Stored data
use std::{future::Future, num::NonZeroUsize, time::Duration};

use kube::Error as KubeError;
use tokio::time::sleep;
use tracing::debug;

mod api;
pub use api::ApiRetryExt;

/// How many times a call may be attempted.
#[derive(Debug, Clone, Copy, PartialEq, Eq)]
pub enum RetryLimit {
    /// Keep trying; the caller bounds the wait, e.g. with a shutdown signal.
    Unlimited,
    Finite(NonZeroUsize),
}

/// Backoff schedule for kube calls.
///
/// The default is short: access reviews run on every cached read and must not
/// stall it. [`RetryPolicy::persistent`] suits background work such as
/// discovery, which keeps trying until it succeeds or is cancelled.
#[derive(Debug, Clone, Copy)]
pub struct RetryPolicy {
    /// Attempts including the first call.
    pub max_attempts: RetryLimit,
    pub initial_backoff: Duration,
    pub max_backoff: Duration,
    /// Growth of the wait after each failure; never below `1.0`.
    pub backoff_multiplier: f64,
    /// Decides whether a failed call is worth another attempt.
    pub is_retryable: fn(&KubeError) -> bool,
}

impl RetryPolicy {
    /// Retries transient failures forever, backing off up to 30 seconds.
    pub fn persistent() -> Self {
        Self {
            max_attempts: RetryLimit::Unlimited,
            initial_backoff: Duration::from_millis(500),
            max_backoff: Duration::from_secs(30),
            ..Self::default()
        }
    }

    pub fn with_max_attempts(mut self, max_attempts: NonZeroUsize) -> Self {
        self.max_attempts = RetryLimit::Finite(max_attempts);
        self
    }

    pub fn with_unlimited_attempts(mut self) -> Self {
        self.max_attempts = RetryLimit::Unlimited;
        self
    }

    pub fn with_initial_backoff(mut self, initial_backoff: Duration) -> Self {
        self.initial_backoff = initial_backoff;
        self
    }

    pub fn with_max_backoff(mut self, max_backoff: Duration) -> Self {
        self.max_backoff = max_backoff;
        self
    }
}

impl Default for RetryPolicy {
    fn default() -> Self {
        Self {
            max_attempts: RetryLimit::Finite(NonZeroUsize::MIN.saturating_add(2)),
            initial_backoff: Duration::from_millis(100),
            max_backoff: Duration::from_secs(1),
            backoff_multiplier: 2.0,
            is_retryable: default_retryable_error,
        }
    }
}

/// Whether `error` looks transient.
///
/// Api errors are retried on `408`, `429` and `5xx` only. Transport and
/// decoding failures are always retried.
pub fn default_retryable_error(error: &KubeError) -> bool {
    match error {
        KubeError::Api(response) => matches!(response.code, 408 | 429 | 500..=599),
        _ => true,
    }
}

fn next_backoff(current: Duration, policy: &RetryPolicy) -> Duration {
    current
        .mul_f64(policy.backoff_multiplier.max(1.0))
        .min(policy.max_backoff)
}

/// Runs `operation` until it succeeds, fails for good or runs out of attempts.
pub async fn retry_with_policy<T, F, Fut>(
    policy: &RetryPolicy,
    mut operation: F,
) -> Result<T, KubeError>
where
    F: FnMut() -> Fut,
    Fut: Future<Output = Result<T, KubeError>>,
{
    let mut backoff = policy.initial_backoff.min(policy.max_backoff);
    let mut attempts = 0usize;

    loop {
        attempts = attempts.saturating_add(1);
        let error = match operation().await {
            Ok(value) => return Ok(value),
            Err(error) => error,
        };
        let exhausted = match policy.max_attempts {
            RetryLimit::Unlimited => false,
            RetryLimit::Finite(max) => attempts >= max.get(),
        };
        if exhausted || !(policy.is_retryable)(&error) {
            return Err(error);
        }
        debug!(%error, attempts, ?backoff, "retrying api call");
        sleep(backoff).await;
        backoff = next_backoff(backoff, policy);
    }
}
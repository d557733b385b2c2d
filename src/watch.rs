use std::sync::Arc;

use futures::future::BoxFuture;
use kube::api::DynamicObject;

use crate::{error::Result, gvr::ResourceIdentity, selector::Selector, shutdown::Shutdown};

mod factory;
mod reflector;
mod scope_set;

pub use factory::{DEFAULT_RESYNC, Factory, Options, WARM_UP};
pub use reflector::ReflectorCache;
pub use scope_set::ScopeCacheSet;

/// A live local mirror of one resource kind in one scope.
pub trait WatchCache: Send + Sync {
    fn gvr(&self) -> &ResourceIdentity;

    /// Starts background synchronization until `shutdown` fires.
    ///
    /// Starting an already started cache does nothing. Kube-backed caches fail
    /// with [`Error::NoRuntime`](crate::Error::NoRuntime) outside a tokio runtime.
    fn start(&self, shutdown: &Shutdown) -> Result<()>;

    /// Whether the cluster serves this kind.
    ///
    /// Turns `false` once discovery reports the kind as missing or refuses it;
    /// such a cache never syncs and should be rebuilt.
    fn served(&self) -> bool;

    /// Resolves once the initial listing has been received.
    ///
    /// Resolves to `false` if `shutdown` fires first or synchronization ended
    /// without ever completing.
    fn wait_for_sync(&self, shutdown: &Shutdown) -> BoxFuture<'static, bool>;

    /// Lists cached objects, restricted to `namespace` when given.
    fn list(&self, namespace: Option<&str>, selector: &Selector) -> Vec<Arc<DynamicObject>>;

    /// Looks up a cached object by namespace and name.
    fn get(&self, namespace: Option<&str>, name: &str) -> Option<Arc<DynamicObject>>;

    /// Store keys (`namespace/name`, or `name` for cluster-scoped objects).
    fn keys(&self) -> Vec<String>;
}
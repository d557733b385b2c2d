use std::{
    net::SocketAddr,
    sync::{Mutex, PoisonError},
};

use k8s_openapi::api::core::v1::Pod;
use kube::{Api, Client};
use tokio::{
    net::{TcpListener, TcpStream},
    task::{AbortHandle, JoinSet},
};
use tracing::{debug, info, warn};

use super::{ForwardState, Forwarder, forward_path};
use crate::error::{BoxError, Error, Result};

/// Forwards a local TCP address to a pod port.
///
/// Every accepted connection opens its own port-forward stream to the pod.
pub struct PodForward {
    path: String,
    local_addr: SocketAddr,
    remote_port: u16,
    task: Mutex<Option<AbortHandle>>,
}

impl PodForward {
    /// Binds `local_addr` and starts forwarding to `remote_port` of the pod.
    pub async fn start(
        client: Client,
        namespace: &str,
        pod: &str,
        container: &str,
        local_addr: SocketAddr,
        remote_port: u16,
    ) -> Result<Self> {
        let path = forward_path(namespace, pod, container);
        let forward_err = |source: std::io::Error| Error::Forward {
            path: path.clone(),
            source: source.into(),
        };
        let listener = TcpListener::bind(local_addr).await.map_err(forward_err)?;
        let local_addr = listener.local_addr().map_err(forward_err)?;

        info!(path = %path, %local_addr, remote_port, "port-forward started");
        let api: Api<Pod> = Api::namespaced(client, namespace);
        let task = tokio::spawn(accept(listener, api, pod.to_string(), remote_port));

        Ok(Self {
            path,
            local_addr,
            remote_port,
            task: Mutex::new(Some(task.abort_handle())),
        })
    }

    pub fn local_addr(&self) -> SocketAddr {
        self.local_addr
    }

    pub fn remote_port(&self) -> u16 {
        self.remote_port
    }
}

impl Forwarder for PodForward {
    fn path(&self) -> &str {
        &self.path
    }

    fn state(&self) -> ForwardState {
        match &*self.task.lock().unwrap_or_else(PoisonError::into_inner) {
            Some(task) if !task.is_finished() => ForwardState::Running,
            _ => ForwardState::Stopped,
        }
    }

    fn stop(&self) -> Result<()> {
        if let Some(task) = self
            .task
            .lock()
            .unwrap_or_else(PoisonError::into_inner)
            .take()
        {
            task.abort();
            debug!(path = %self.path, "port-forward stopped");
        }
        Ok(())
    }
}

/// Accepts local connections until aborted; aborting drops every bridge.
async fn accept(listener: TcpListener, api: Api<Pod>, pod: String, port: u16) {
    let mut bridges = JoinSet::new();
    loop {
        tokio::select! {
            accepted = listener.accept() => match accepted {
                Ok((conn, peer)) => {
                    debug!(%peer, pod = %pod, port, "forwarding connection");
                    bridges.spawn(bridge(api.clone(), pod.clone(), port, conn));
                }
                Err(error) => {
                    warn!(%error, pod = %pod, port, "accept failed");
                    return;
                }
            },
            Some(done) = bridges.join_next() => match done {
                Ok(Ok(())) => {}
                Ok(Err(error)) => warn!(%error, pod = %pod, port, "port-forward connection failed"),
                Err(error) => warn!(%error, pod = %pod, port, "port-forward connection panicked"),
            },
        }
    }
}

async fn bridge(api: Api<Pod>, pod: String, port: u16, mut conn: TcpStream) -> Result<(), BoxError> {
    let mut forwarder = api.portforward(&pod, &[port]).await?;
    let mut upstream = forwarder
        .take_stream(port)
        .ok_or_else(|| format!("port {port} is not forwarded"))?;
    tokio::io::copy_bidirectional(&mut conn, &mut upstream).await?;
    drop(upstream);
    forwarder.join().await?;
    Ok(())
}

#[cfg(test)]
mod tests {
    use kube::{Client, Config};

    use super::PodForward;
    use crate::forward::{ForwardState, Forwarder};

    #[tokio::test]
    async fn stops_once() {
        let config = Config::new("http://127.0.0.1:9".parse().expect("valid uri"));
        let client = Client::try_from(config).expect("client");
        let fwd = PodForward::start(
            client,
            "default",
            "nginx",
            "web",
            "127.0.0.1:0".parse().expect("valid addr"),
            80,
        )
        .await
        .expect("listener should bind");

        assert_eq!(fwd.path(), "default/nginx/web");
        assert_ne!(fwd.local_addr().port(), 0);
        assert_eq!(fwd.remote_port(), 80);
        assert_eq!(fwd.state(), ForwardState::Running);

        fwd.stop().expect("stop");
        assert_eq!(fwd.state(), ForwardState::Stopped);
        fwd.stop().expect("second stop is a no-op");
    }
}
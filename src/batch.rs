use std::path::{Path, PathBuf};
use std::time::Instant;

use rayon::prelude::*;
use walkdir::WalkDir;

use crate::convert::{Converter, Outcome};
use crate::error::ConvertError;

#[derive(Copy, Clone, Debug, Default, PartialEq, Eq)]
pub struct Summary {
    pub converted: usize,
    pub skipped: usize,
}

impl Summary {
    fn record(&mut self, outcome: Outcome) {
        match outcome {
            Outcome::Converted => self.converted += 1,
            Outcome::Skipped => self.skipped += 1,
        }
    }
}

fn has_extension(path: &Path, ext: &str) -> bool {
    path.extension().is_some_and(|e| e == ext)
}

/// A file input is taken as-is; a directory is walked recursively for files with `ext`,
/// returned in sorted order.
pub fn collect_inputs(input: &Path, ext: &str) -> Result<Vec<PathBuf>, ConvertError> {
    if input.is_file() {
        return Ok(vec![input.to_path_buf()]);
    }
    if !input.is_dir() {
        return Err(ConvertError::MissingInput(input.to_path_buf()));
    }
    let mut files = Vec::new();
    for entry in WalkDir::new(input).sort_by_file_name() {
        let entry = entry.map_err(|e| {
            let path = e.path().unwrap_or(input).to_path_buf();
            ConvertError::read(path, e.into())
        })?;
        if entry.file_type().is_file() && has_extension(entry.path(), ext) {
            files.push(entry.into_path());
        }
    }
    files.sort();
    Ok(files)
}

/// Converts every input, stopping at the first error. With `jobs > 1` files are converted
/// on a dedicated rayon pool.
pub fn run_batch(
    conv: &Converter,
    inputs: &[PathBuf],
    jobs: usize,
) -> Result<Summary, ConvertError> {
    let t0 = Instant::now();
    let mut summary = Summary::default();
    if jobs > 1 && inputs.len() > 1 {
        let pool = rayon::ThreadPoolBuilder::new().num_threads(jobs).build()?;
        let outcomes = pool.install(|| {
            inputs
                .par_iter()
                .map(|p| conv.convert(p))
                .collect::<Result<Vec<_>, _>>()
        })?;
        for o in outcomes {
            summary.record(o);
        }
    } else {
        for p in inputs {
            summary.record(conv.convert(p)?);
        }
    }
    log::info!(target: "perf", "ms={} batch files={} jobs={}", t0.elapsed().as_millis(), inputs.len(), jobs.max(1));
    log::info!(
        "{} converted, {} skipped",
        summary.converted,
        summary.skipped
    );
    Ok(summary)
}
use std::collections::{BTreeMap, BTreeSet};

use proptest::prelude::*;
use voxdae_geom::GridPos;
use voxdae_mesh::{MaterialKey, MeshParams, Quad, build_model_mesh, mesh_voxels};
use voxdae_model::{Rgb, VoxelModel, VoxelSource};

fn arb_model() -> impl Strategy<Value = VoxelModel> {
    let cell = ((-3i32..3, -3i32..3, -3i32..3), 0u8..4);
    (
        prop::collection::btree_map(cell.0, cell.1, 0..60),
        (-5i32..5, -5i32..5, -5i32..5),
    )
        .prop_map(|(cells, off)| {
            let mut m = VoxelModel::new();
            m.offset = GridPos::from(off);
            // Slots 0 and 3 share a color.
            m.palette.set(0, Rgb::new(200, 10, 10));
            m.palette.set(1, Rgb::new(10, 200, 10));
            m.palette.set(2, Rgb::new(10, 10, 200));
            m.palette.set(3, Rgb::new(200, 10, 10));
            for (p, v) in cells {
                m.set(GridPos::from(p), v);
            }
            m
        })
}

const NATIVE_STEPS: [(i32, i32, i32); 6] = [
    (1, 0, 0),
    (-1, 0, 0),
    (0, 1, 0),
    (0, -1, 0),
    (0, 0, 1),
    (0, 0, -1),
];

fn exposed_faces_by_color(m: &VoxelModel) -> BTreeMap<Rgb, usize> {
    let mut out = BTreeMap::new();
    for (p, v) in m.voxels() {
        let n = NATIVE_STEPS
            .iter()
            .filter(|d| !m.is_solid(p.offset(**d)))
            .count();
        if n > 0 {
            *out.entry(m.color(v)).or_insert(0) += n;
        }
    }
    out
}

proptest! {
    // Emitted quads per color equal the (voxel, direction) pairs facing an empty cell.
    #[test]
    fn quads_match_exposed_faces(m in arb_model()) {
        let mesh = build_model_mesh(&m, &MeshParams::default());
        let want = exposed_faces_by_color(&m);
        let got: BTreeMap<Rgb, usize> =
            mesh.sets().iter().map(|s| (s.color, s.quad_count())).collect();
        prop_assert_eq!(got, want);
    }

    // Buffer sizes follow the quad count and normals never repeat.
    #[test]
    fn buffer_invariants(m in arb_model()) {
        let mesh = build_model_mesh(&m, &MeshParams::default());
        let quads = mesh.quad_count();
        prop_assert_eq!(mesh.shared().vertex_count(), quads * 4);
        prop_assert!(mesh.shared().normal_count() <= 6);
        let uniq: BTreeSet<[u32; 3]> = mesh.shared().norm.chunks_exact(3)
            .map(|c| [c[0].to_bits(), c[1].to_bits(), c[2].to_bits()])
            .collect();
        prop_assert_eq!(uniq.len(), mesh.shared().normal_count());
        for set in mesh.sets() {
            prop_assert_eq!(set.build.idx.len(), set.quad_count() * 6);
            prop_assert_eq!(set.shared_idx.len(), set.quad_count() * 6);
            prop_assert_eq!(set.build.data.vertex_count(), set.quad_count() * 4);
            prop_assert!(set.build.data.normal_count() <= 6);
            let max_v = set.shared_idx.iter().map(|p| p[0]).max().unwrap_or(0) as usize;
            prop_assert!(max_v < mesh.shared().vertex_count());
        }
    }

    // Every quad is a unit square (times scale) wound toward its normal.
    #[test]
    fn quads_are_outward_squares(m in arb_model(), scale in 0.25f32..4.0) {
        let params = MeshParams { scale, ..MeshParams::default() };
        let mut quads: Vec<(MaterialKey, Quad)> = Vec::new();
        mesh_voxels(&m, &params, &mut quads);
        let area: f32 = quads.iter().map(|(_, q)| q.winding_normal().length()).sum();
        let want = quads.len() as f32 * scale * scale;
        prop_assert!((area - want).abs() <= 1e-3 * want.max(1.0));
        for (key, q) in &quads {
            prop_assert!(q.winding_normal().dot(q.normal) > 0.0);
            prop_assert_eq!(m.color(key.palette_index), key.color);
        }
    }
}
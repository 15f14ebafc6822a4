//! CPU face-culling mesher for voxel models (no quad merging).
#![forbid(unsafe_code)]

use std::time::Instant;

use voxdae_geom::{Vec3, axes};
use voxdae_model::VoxelSource;

mod emit;
mod face;
mod material;
mod mesh_build;

pub use emit::{MaterialKey, QuadSink, box_corners, emit_box_faces};
pub use face::Face;
pub use material::{MaterialSet, ModelMesh};
pub use mesh_build::{IndexPair, MeshBuild, Quad, VertexData, triangles};

/// Placement of the emitted geometry: every voxel is a cube of edge `scale`, shifted by `origin`.
#[derive(Clone, Copy, Debug, PartialEq)]
pub struct MeshParams {
    pub scale: f32,
    pub origin: Vec3,
}

impl Default for MeshParams {
    fn default() -> Self {
        Self {
            scale: 1.0,
            origin: Vec3::ZERO,
        }
    }
}

#[derive(Clone, Copy, Debug, Default, PartialEq, Eq)]
pub struct MeshStats {
    pub voxels: usize,
    pub quads: usize,
    pub culled: usize,
}

/// Walks every occupied voxel and emits one quad per face whose native neighbor is empty.
///
/// Occupancy is tested in native grid coordinates; corners are built after the axis
/// transform, offset by the model origin (shifted one cell along output X to account for
/// the mirrored axis).
pub fn mesh_voxels<S: VoxelSource>(
    src: &S,
    params: &MeshParams,
    sink: &mut impl QuadSink,
) -> MeshStats {
    let t0 = Instant::now();
    let off = axes::grid_to_output(src.offset());
    let base = Vec3::new((off.x - 1) as f32, off.y as f32, off.z as f32);
    let s = params.scale;

    let mut stats = MeshStats::default();
    for (pos, v) in src.voxels() {
        let cell = axes::grid_to_output(pos).as_vec3() + base;
        let min = cell * s + params.origin;
        let max = (cell + Vec3::splat(1.0)) * s + params.origin;
        let key = MaterialKey {
            color: src.color(v),
            palette_index: v,
        };
        let n = emit_box_faces(sink, key, min, max, |face| {
            !src.is_solid(pos.offset(face.native_delta()))
        });
        stats.voxels += 1;
        stats.quads += n;
        stats.culled += 6 - n;
    }

    let ms = t0.elapsed().as_millis();
    log::info!(target: "perf", "ms={} mesher_cull voxels={} quads={} culled={}", ms, stats.voxels, stats.quads, stats.culled);
    stats
}

/// Meshes a whole model into per-material sets plus the shared buffer.
pub fn build_model_mesh<S: VoxelSource>(src: &S, params: &MeshParams) -> ModelMesh {
    let mut mesh = ModelMesh::new();
    let stats = mesh_voxels(src, params, &mut mesh);
    log::debug!(
        "meshed {} voxels into {} quads across {} materials",
        stats.voxels,
        stats.quads,
        mesh.sets().len()
    );
    mesh
}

WORK TO COMPLETE:
All lines above from the line with "Outcome::Skipped => self.skipped" through the line with "let path = e.path().unwrap_or(input).to_path_buf();", both included, are to be set down exactly, with nothing else.

SOLUTION BELOW:
            Outcome::Skipped => self.skipped += 1,
        }
    }
}

fn has_extension(path: &Path, ext: &str) -> bool {
    path.extension().is_some_and(|e| e == ext)
}

/// A file input is taken as-is; a directory is walked recursively for files with `ext`,
/// returned in sorted order.
pub fn collect_inputs(input: &Path, ext: &str) -> Result<Vec<PathBuf>, ConvertError> {
    if input.is_file() {
        return Ok(vec![input.to_path_buf()]);
    }
    if !input.is_dir() {
        return Err(ConvertError::MissingInput(input.to_path_buf()));
    }
    let mut files = Vec::new();
    for entry in WalkDir::new(input).sort_by_file_name() {
        let entry = entry.map_err(|e| {
            let path = e.path().unwrap_or(input).to_path_buf();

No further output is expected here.